2018 Artist Studio Program Exhibition: In Real Life Featuring Regina Agu, Shannon Crider, and the htx people project

Curated by Lauren Ross

May 25, 2018 – July 29, 2018 John M. O'Quinn Gallery

This annual exhibition showcases the work of Lawndale’s Artist Studio Program participants. The Artist Studio Program is a nine-month program that supports three artists annually with an honorarium, project grant, studio space, and curatorial support.

 

Artists and Curator Bios

Regina Agu is an artist and writer based in Houston, TX. Her recent work focuses on the complex relationships between the landscape and communities of color. Her work has been included in exhibitions, public readings, and performances nationally, including recent showings at The Drawing Center, New York; DiverseWorks, Houston; The American University Museum at the Katzen Arts Center in DC; Project Row Houses; and The Station Museum, Houston. She is currently a CASE-PRH fellow at the University of Houston, and a 2018 Houston Arts Alliance SACI grantee. Agu is a 2017 Artadia Houston awardee, and was a recent participant in Open Sessions at The Drawing Center. Agu was the co-director of Alabama Song, a collaboratively-run art space in Third Ward, Houston, which received a SEED grant from The Robert Rauschenberg Foundation. Agu is the founder of the Houston-based WOC Reading Group, and her other collaborative projects include Friends of Angela Davis Park and the Houston-based independent small press paratext.

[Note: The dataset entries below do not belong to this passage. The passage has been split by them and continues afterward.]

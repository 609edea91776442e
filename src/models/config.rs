//! Configuration module for the wallet risk analyzer
//!
//! Semua nilai default diambil dari utils/constants.rs; environment
//! variables only override them.

use std::path::PathBuf;
use std::str::FromStr;
use std::time::Duration;
use tracing::{info, warn};

use super::errors::{AppError, AppResult};
use crate::core::features::IncomingRatioPolicy;
use crate::core::risk_score::ScorerKind;
use crate::utils::constants::{
    get_chain_name, is_chain_supported, CHAIN_ID_ETHEREUM, DEFAULT_API_RATE_LIMIT_PER_MIN,
    DEFAULT_EXPLORER_TIMEOUT_SECS, DEFAULT_HOST, DEFAULT_MAX_RETRIES, DEFAULT_PORT,
    DEFAULT_RATE_LIMIT_DELAY_MS, ETHERSCAN_V2_URL, MAX_PAGE_SIZE, PLACEHOLDER_API_KEY,
};

/// Block explorer client settings
#[derive(Debug, Clone)]
pub struct ExplorerConfig {
    /// Etherscan API key (never logged)
    pub api_key: String,
    pub base_url: String,
    /// Etherscan V2 `chainid`
    pub chain_id: u64,
    /// Minimum spacing between two calls of one client
    pub rate_limit_delay: Duration,
    pub request_timeout: Duration,
    /// txlist/tokentx `offset`, capped at 10,000
    pub page_size: usize,
    pub max_retries: u32,
}

impl Default for ExplorerConfig {
    fn default() -> Self {
        Self {
            api_key: PLACEHOLDER_API_KEY.to_string(),
            base_url: ETHERSCAN_V2_URL.to_string(),
            chain_id: CHAIN_ID_ETHEREUM,
            rate_limit_delay: Duration::from_millis(DEFAULT_RATE_LIMIT_DELAY_MS),
            request_timeout: Duration::from_secs(DEFAULT_EXPLORER_TIMEOUT_SECS),
            page_size: MAX_PAGE_SIZE,
            max_retries: DEFAULT_MAX_RETRIES,
        }
    }
}

impl ExplorerConfig {
    /// Load from environment, falling back to defaults
    pub fn from_env() -> AppResult<Self> {
        let defaults = Self::default();

        let api_key = match std::env::var("ETHERSCAN_API_KEY") {
            Ok(key) if !key.trim().is_empty() => {
                info!("🔑 ETHERSCAN_API_KEY configured (key hidden for security)");
                key
            }
            _ => {
                warn!("⚠️ ETHERSCAN_API_KEY not set, using shared placeholder key (heavily rate limited)");
                defaults.api_key
            }
        };

        let chain_id: u64 = env_or("CHAIN_ID", defaults.chain_id)?;
        if !is_chain_supported(chain_id) {
            return Err(AppError::unsupported_chain(chain_id));
        }

        let page_size: usize = env_or("EXPLORER_PAGE_SIZE", defaults.page_size)?;
        if page_size == 0 || page_size > MAX_PAGE_SIZE {
            return Err(AppError::invalid_config(
                "EXPLORER_PAGE_SIZE",
                &page_size.to_string(),
            ));
        }

        let config = Self {
            api_key,
            base_url: std::env::var("ETHERSCAN_BASE_URL").unwrap_or(defaults.base_url),
            chain_id,
            rate_limit_delay: Duration::from_millis(env_or(
                "EXPLORER_RATE_LIMIT_MS",
                DEFAULT_RATE_LIMIT_DELAY_MS,
            )?),
            request_timeout: Duration::from_secs(env_or(
                "EXPLORER_TIMEOUT_SECS",
                DEFAULT_EXPLORER_TIMEOUT_SECS,
            )?),
            page_size,
            max_retries: env_or("EXPLORER_MAX_RETRIES", defaults.max_retries)?,
        };

        info!(
            "🌐 Explorer: {} (chain {} - {})",
            config.base_url,
            config.chain_id,
            get_chain_name(config.chain_id)
        );

        Ok(config)
    }
}

/// Feature extraction and scoring settings
#[derive(Debug, Clone, Default)]
pub struct AnalyzerConfig {
    pub explorer: ExplorerConfig,
    pub incoming_ratio_policy: IncomingRatioPolicy,
    pub scorer: ScorerKind,
    /// Weights file for the learned scorer
    pub model_path: Option<PathBuf>,
}

impl AnalyzerConfig {
    pub fn from_env() -> AppResult<Self> {
        let model_path = std::env::var("RISK_MODEL_PATH")
            .ok()
            .filter(|p| !p.trim().is_empty())
            .map(PathBuf::from);

        Ok(Self {
            explorer: ExplorerConfig::from_env()?,
            incoming_ratio_policy: env_or("INCOMING_RATIO_POLICY", IncomingRatioPolicy::default())?,
            scorer: env_or("RISK_SCORER", ScorerKind::default())?,
            model_path,
        })
    }
}

/// HTTP server settings
#[derive(Debug, Clone)]
pub struct ServerConfig {
    pub host: String,
    pub port: u16,
    pub rate_limit_per_minute: u32,
}

impl Default for ServerConfig {
    fn default() -> Self {
        Self {
            host: DEFAULT_HOST.to_string(),
            port: DEFAULT_PORT,
            rate_limit_per_minute: DEFAULT_API_RATE_LIMIT_PER_MIN,
        }
    }
}

impl ServerConfig {
    /// PORT wins over WALLET_RISK_PORT (hosting platforms set PORT)
    pub fn from_env() -> AppResult<Self> {
        let defaults = Self::default();
        let port = match std::env::var("PORT").or_else(|_| std::env::var("WALLET_RISK_PORT")) {
            Ok(raw) => raw
                .trim()
                .parse()
                .map_err(|_| AppError::invalid_config("PORT", &raw))?,
            Err(_) => defaults.port,
        };

        Ok(Self {
            host: std::env::var("HOST").unwrap_or(defaults.host),
            port,
            rate_limit_per_minute: env_or("API_RATE_LIMIT_PER_MIN", defaults.rate_limit_per_minute)?,
        })
    }

    pub fn bind_address(&self) -> String {
        format!("{}:{}", self.host, self.port)
    }
}

/// Read and parse an env var, keeping `default` when unset
fn env_or<T: FromStr>(key: &str, default: T) -> AppResult<T> {
    match std::env::var(key) {
        Ok(raw) if !raw.trim().is_empty() => raw
            .trim()
            .parse()
            .map_err(|_| AppError::invalid_config(key, &raw)),
        _ => Ok(default),
    }
}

Shannon Crider, a Houston-based visual artist, is a resident of the 2017-2018 Artist Studio Program at Lawndale Art Center. Through re-photographing and re-staging stills from television, Crider’s work investigates the impact of contemporary representations of women in our televisual culture. Her two- and three-dimensional works employ collage, sewing, and print to construct new spaces that reflect the psychogenic space of female subjectivity in popular culture. She has exhibited throughout the United States, including Artists Looking at Art at the McNay Art Museum in San Antonio, Texas, the 2013 Texas Biennial, and Hardesty Arts Center in Tulsa, Oklahoma. Crider earned an MFA in Printmedia from the School of the Art Institute of Chicago (2016) and her Bachelor’s from Oklahoma City University (2008).

Bria Lauren and Morganne Nikole are a queer-people-of-color creative collective based in Houston, Texas. Since the project’s inception in 2015, the pair has released two documentary films titled NAKED (2016) and c r e a t i n g s p a c e (2017). The project has noted creative collaboration credits with Diverse Works, Project Row Houses, Folklore Films, BLMHTX, Outsmart Magazine, Forward Times Newspaper, AFROPUNK, and University of Houston Graduate College of Social Work.

the public spectators carry a body language that quietly wishes we were less black. less woman. less queer. their shifts; often disguised by faint smiles and delayed hesitations, are meant to persuade us that our intersecting identities are not responsible for disrupting their flavors and societal norms. their thoughts; prefer we quiet our voices and learn to behave. to only adapt ‘voice’ for swallowing in place of s p e a k i n g. our authenticity; displaced among the margins, urges our inner truth to become courageous enough to be courageous enough. after all, we are not obliged to make oppression comfortable. our collective marries the soul-ship of art and activism. we nurture the heartbeat of film, photography, text, and storytelling to isolate and dissect the holistic scarring of race, gender and sexuality. through art. we create safe spaces for people to be exactly as they are. without censorship. without fear. with love.

Lauren Ross is a curator, writer, teacher, and administrator with over twenty years of experience in contemporary art. She is based in Richmond, Virginia, where she recently founded the RVA Critical Art Writing Program. Ross has served as a curator at such institutions as the Institute for Contemporary Art, Richmond, VA; Philbrook Museum of Art,Tulsa, OK; the High Line, New York, NY; Brooklyn Museum, NY; and White Columns, New York, NY. As a writer, she has contributed to exhibition catalogs published by The Dallas Museum of Art, The Studio Museum in Harlem, and the Whitney Museum of American Art, as well as to periodicals such as ARTnews and Burnaway. Ross has taught at Virginia Commonwealth University, the School of Visual Arts, the Rhode Island School of Design, and the Whitney Museum. She holds a Master’s Degree from Hunter College and a Bachelor’s Degree from Cornell University, both in the History of Art.